Choosing the right acupuncturist is also important. Each practitioner has his or her own style and a good fit is essential. I recommend speaking with a few practioners and making sure that your schedules are compatible, and that you have a positive sense of this person either face-to-face or on the phone. When seeking care following cancer, it is essential to select an experienced practitioner who also has knowledge of working with cancer patients and internal medicine. Do not be shy about asking any questions you have about their approach to treatment. If you start receiving acupuncture and do not feel comfortable with the practitioner, do not hesitate to find someone who will better complement your recovery support team.

In my clinic, I find people to be particularly responsive to acupuncture following cancer treatment. Acupuncture is widely believed to support the individual's healing mechanism. Acupuncture can help clear the affects of surgeries with protocols for healing scar tissue and assisting range of motion. The time following diagnosis and treatment is often a very emotional period which deserves a great deal of compassion and support. Mood changes are commonly reported, including anxiety, depression and insomnia. These emotional issues respond very well to acupuncture treatments and the therapeutic relationship. At a spirit level, I see women who have experienced loss and trauma, but also possess an emerging sense of connection and a realization of strength. In addition there is the gradual process of seeing oneself as being strong and resilient, after having been very sick.

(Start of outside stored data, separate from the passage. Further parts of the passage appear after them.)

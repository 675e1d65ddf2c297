//! # Read-Only Queries
//!
//! The query surface consumed by the excluded collaborators: the status
//! command, the leaderboard renderer and its periodic refresh scheduler.
//! Everything here is a pure read of the ledger store, plus the settings
//! passthrough for the cross-restart leaderboard message pointer.

use super::{decode_account, EconomyService};
use crate::domain::account::{PerkStats, UserId};
use crate::domain::balance::Xp;
use crate::domain::catalog::{PerkDef, PerkId};
use crate::domain::config::{KeyPrefix, SETTING_LEADERBOARD_MESSAGE};
use crate::domain::errors::EconomyError;
use crate::ports::outbound::{KeyValueStore, RandomSource, RoleGateway, TimeSource};

/// Snapshot of one user's standing, for the status command.
#[derive(Debug, Clone)]
pub struct AccountStatus {
    pub user_id: UserId,
    pub balance: Xp,
    pub crate_count: u32,
    /// Resolved catalog entry of the equipped perk, if any.
    pub equipped_perk: Option<PerkDef>,
}

impl<KV, TS, RS, RG> EconomyService<KV, TS, RS, RG>
where
    KV: KeyValueStore,
    TS: TimeSource,
    RS: RandomSource,
    RG: RoleGateway,
{
    /// Balance, crates and equipped perk for one user. An account that
    /// was never created reads as a fresh one.
    pub fn get_status(&self, user: &str) -> Result<AccountStatus, EconomyError> {
        let account = self.load_account(user)?;
        Ok(match account {
            Some(account) => AccountStatus {
                equipped_perk: account
                    .equipped_perk
                    .as_ref()
                    .and_then(|id| self.catalog.get(id))
                    .cloned(),
                user_id: account.user_id,
                balance: account.balance,
                crate_count: account.crate_count,
            },
            None => AccountStatus {
                user_id: user.to_string(),
                balance: Xp::zero(),
                crate_count: 0,
                equipped_perk: None,
            },
        })
    }

    /// The top `n` balances, descending. Ties keep user-id order so the
    /// result is stable for the renderer.
    pub fn top_balances(&self, n: usize) -> Result<Vec<(UserId, Xp)>, EconomyError> {
        let rows = self.kv_store.prefix_scan(KeyPrefix::Account.as_bytes())?;
        let mut entries = Vec::with_capacity(rows.len());
        for (key, bytes) in rows {
            let account = decode_account(&key, &bytes)?;
            entries.push((account.user_id, account.balance));
        }
        entries.sort_by(|a, b| b.1.cmp(&a.1).then_with(|| a.0.cmp(&b.0)));
        entries.truncate(n);
        Ok(entries)
    }

    /// Draw counts per catalog entry, descending. Entries never drawn
    /// report zero.
    pub fn perk_statistics(&self) -> Result<Vec<(PerkId, u64)>, EconomyError> {
        let mut entries = Vec::with_capacity(self.catalog.entries().len());
        for perk in self.catalog.entries() {
            let key = KeyPrefix::perk_stats_key(&perk.id);
            let count = match self.kv_store.get(&key)? {
                Some(bytes) => {
                    serde_json::from_slice::<PerkStats>(&bytes)
                        .map_err(|e| EconomyError::CorruptRow {
                            key: String::from_utf8_lossy(&key).into_owned(),
                            reason: e.to_string(),
                        })?
                        .obtained_count
                }
                None => 0,
            };
            entries.push((perk.id.clone(), count));
        }
        entries.sort_by(|a, b| b.1.cmp(&a.1).then_with(|| a.0.cmp(&b.0)));
        Ok(entries)
    }

    /// The id of the last-edited leaderboard message, if one was posted.
    /// Opaque to the ledger.
    pub fn last_leaderboard_message(&self) -> Result<Option<String>, EconomyError> {
        let key = KeyPrefix::settings_key(SETTING_LEADERBOARD_MESSAGE);
        Ok(self
            .kv_store
            .get(&key)?
            .map(|bytes| String::from_utf8_lossy(&bytes).into_owned()))
    }

    /// Persist the leaderboard message pointer across restarts.
    pub fn set_last_leaderboard_message(&mut self, message_id: &str) -> Result<(), EconomyError> {
        let key = KeyPrefix::settings_key(SETTING_LEADERBOARD_MESSAGE);
        self.kv_store.put(&key, message_id.as_bytes())?;
        Ok(())
    }
}
//! # Crate Opening and the Equipped-Perk State Machine
//!
//! Opening a crate is one logical step: decrement inventory, resolve the
//! weighted draw, bump the draw counter. The caller then either equips the
//! result or keeps the old perk (a pure no-op; nothing intermediate is
//! persisted).
//!
//! Equip always runs the full unequip first - old-before-new is mandatory
//! so two external grants are never live at once. Gateway failures on
//! either side are warnings on a committed ledger mutation: the ledger is
//! the source of truth for what the user is entitled to, not a guarantee
//! that the external system is currently in sync.

use super::{decode_account, encode_account, EconomyService};
use crate::domain::account::{Account, PerkStats};
use crate::domain::catalog::{PerkDef, PerkEffect, PerkId};
use crate::domain::config::KeyPrefix;
use crate::domain::errors::{EconomyError, RoleGatewayError};
use crate::ports::outbound::{KeyValueStore, RandomSource, RoleGateway, TimeSource};

/// Result of opening a crate.
#[derive(Debug, Clone)]
pub struct DrawOutcome {
    /// The drawn catalog entry.
    pub perk: PerkDef,
    /// Crates left after this opening.
    pub crates_remaining: u32,
}

/// Result of an unequip.
#[derive(Debug, Clone, Default)]
pub struct UnequipOutcome {
    /// The perk that was cleared, if any was equipped.
    pub removed: Option<PerkId>,
    /// Set when the external revert was attempted and failed.
    pub revert_warning: Option<RoleGatewayError>,
}

/// Result of an equip.
#[derive(Debug, Clone)]
pub struct EquipOutcome {
    /// The perk now recorded as equipped.
    pub equipped: PerkId,
    /// The perk that was displaced, if any.
    pub unequipped: Option<PerkId>,
    /// Set when the old perk's external revert failed.
    pub revert_warning: Option<RoleGatewayError>,
    /// Set when the new perk's external apply failed.
    pub apply_warning: Option<RoleGatewayError>,
}

impl<KV, TS, RS, RG> EconomyService<KV, TS, RS, RG>
where
    KV: KeyValueStore,
    TS: TimeSource,
    RS: RandomSource,
    RG: RoleGateway,
{
    /// Open one crate: atomically consume it, draw a perk, and record the
    /// draw in the statistics table.
    ///
    /// The counter moves once per draw regardless of what the caller does
    /// with the result - "obtained" tracks draws, not equips. The caller
    /// follows up with `equip_perk` or keeps the old perk (no further
    /// call; nothing was persisted about the choice being open).
    pub fn open_crate(&mut self, user: &str) -> Result<DrawOutcome, EconomyError> {
        let crates_remaining = match self.adjust_crates(user, -1) {
            Ok(count) => count,
            Err(EconomyError::CrateCountOutOfRange { .. })
            | Err(EconomyError::UnknownAccount { .. }) => {
                return Err(EconomyError::NoCratesToOpen);
            }
            Err(e) => return Err(e),
        };

        let r = self.rng.next_fraction() * self.catalog.total_weight();
        let perk = self.catalog.draw_at(r).clone();
        let obtained = self.increment_obtained(&perk.id)?;

        tracing::info!(
            "[economy] {} opened a crate and drew {} (obtained {} times total)",
            user,
            perk.id,
            obtained
        );
        Ok(DrawOutcome {
            perk,
            crates_remaining,
        })
    }

    /// Clear the equipped perk, reverting its external effect first.
    ///
    /// No-op when nothing is equipped; calling it twice in a row has no
    /// additional effect. The stored field is cleared even when the
    /// external revert fails - the failure is reported as a warning.
    pub async fn unequip_perk(&mut self, user: &str) -> Result<UnequipOutcome, EconomyError> {
        let Some(account) = self.load_account(user)? else {
            return Ok(UnequipOutcome::default());
        };
        let Some(perk_id) = account.equipped_perk else {
            return Ok(UnequipOutcome::default());
        };

        let mut revert_warning = None;
        match self.catalog.get(&perk_id) {
            Some(def) => {
                if let PerkEffect::RoleGrant { role_id } = def.effect {
                    if let Err(e) = self.role_gateway.revoke_role(user, role_id).await {
                        tracing::warn!("[economy] best-effort revert failed: {}", e);
                        revert_warning = Some(e);
                    }
                }
            }
            None => {
                // Catalog changed across a restart; nothing to revert.
                tracing::warn!(
                    "[economy] equipped perk {} no longer in catalog; clearing without revert",
                    perk_id
                );
            }
        }

        self.set_equipped(user, None)?;
        tracing::info!("[economy] {} unequipped {}", user, perk_id);
        Ok(UnequipOutcome {
            removed: Some(perk_id),
            revert_warning,
        })
    }

    /// Equip a perk: full unequip of the old one first, then persist the
    /// new pointer, then attempt the external apply.
    ///
    /// A gateway failure on the apply leaves the ledger recording the perk
    /// as equipped; the external grant is reconciled out-of-band.
    pub async fn equip_perk(
        &mut self,
        user: &str,
        perk_id: &PerkId,
    ) -> Result<EquipOutcome, EconomyError> {
        let def = self
            .catalog
            .get(perk_id)
            .cloned()
            .ok_or_else(|| EconomyError::UnknownPerk {
                id: perk_id.to_string(),
            })?;

        // Old-before-new: never two simultaneous external grants.
        let unequip = self.unequip_perk(user).await?;

        self.set_equipped(user, Some(perk_id.clone()))?;

        let mut apply_warning = None;
        match def.effect {
            PerkEffect::RoleGrant { role_id } => {
                if let Err(e) = self.role_gateway.grant_role(user, role_id).await {
                    tracing::warn!("[economy] best-effort apply failed: {}", e);
                    apply_warning = Some(e);
                }
            }
            PerkEffect::XpBoost { .. } => {}
        }

        tracing::info!("[economy] {} equipped {}", user, perk_id);
        Ok(EquipOutcome {
            equipped: perk_id.clone(),
            unequipped: unequip.removed,
            revert_warning: unequip.revert_warning,
            apply_warning,
        })
    }

    /// Bump a perk's draw counter atomically. Returns the new count.
    fn increment_obtained(&mut self, perk_id: &PerkId) -> Result<u64, EconomyError> {
        let key = KeyPrefix::perk_stats_key(perk_id);
        let mut failure: Option<EconomyError> = None;
        let mut new_count = 0u64;

        self.kv_store.fetch_update(&key, &mut |current| {
            let mut stats = match current {
                Some(bytes) => match serde_json::from_slice::<PerkStats>(bytes) {
                    Ok(s) => s,
                    Err(e) => {
                        failure = Some(EconomyError::CorruptRow {
                            key: String::from_utf8_lossy(&key).into_owned(),
                            reason: e.to_string(),
                        });
                        return None;
                    }
                },
                None => PerkStats::default(),
            };
            stats.obtained_count = stats.obtained_count.saturating_add(1);
            new_count = stats.obtained_count;
            serde_json::to_vec(&stats).ok()
        })?;
        if let Some(e) = failure {
            return Err(e);
        }
        Ok(new_count)
    }

    /// Read an account row, if present.
    pub(crate) fn load_account(&self, user: &str) -> Result<Option<Account>, EconomyError> {
        let key = KeyPrefix::account_key(user);
        match self.kv_store.get(&key)? {
            Some(bytes) => Ok(Some(decode_account(&key, &bytes)?)),
            None => Ok(None),
        }
    }

    /// Persist the equipped-perk pointer. Requires an existing row.
    fn set_equipped(&mut self, user: &str, perk: Option<PerkId>) -> Result<(), EconomyError> {
        let key = KeyPrefix::account_key(user);
        let mut failure: Option<EconomyError> = None;

        self.kv_store.fetch_update(&key, &mut |current| {
            let Some(bytes) = current else {
                failure = Some(EconomyError::UnknownAccount {
                    user_id: user.to_string(),
                });
                return None;
            };
            let mut account = match decode_account(&key, bytes) {
                Ok(a) => a,
                Err(e) => {
                    failure = Some(e);
                    return None;
                }
            };
            account.equipped_perk = perk.clone();
            match encode_account(&account) {
                Ok(bytes) => Some(bytes),
                Err(e) => {
                    failure = Some(e);
                    None
                }
            }
        })?;
        if let Some(e) = failure {
            return Err(e);
        }
        Ok(())
    }
}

From a practitioner's perspective, the work that I do with patients who have had cancer is often the most meaningful. I view this as inspirational work, a chance to support women who have faced many fears and pain. My role as an acupuncturist affords me an opportunity to help my patients rebuild and to identify the virtues that they already possess that support them during this journey. The intimacy of our acupuncture sessions, and the time spend is partticularly helpful and nurturing. In addition to being a complementary medical modality, acupuncture provides patients with an opportunity to be known and cared for.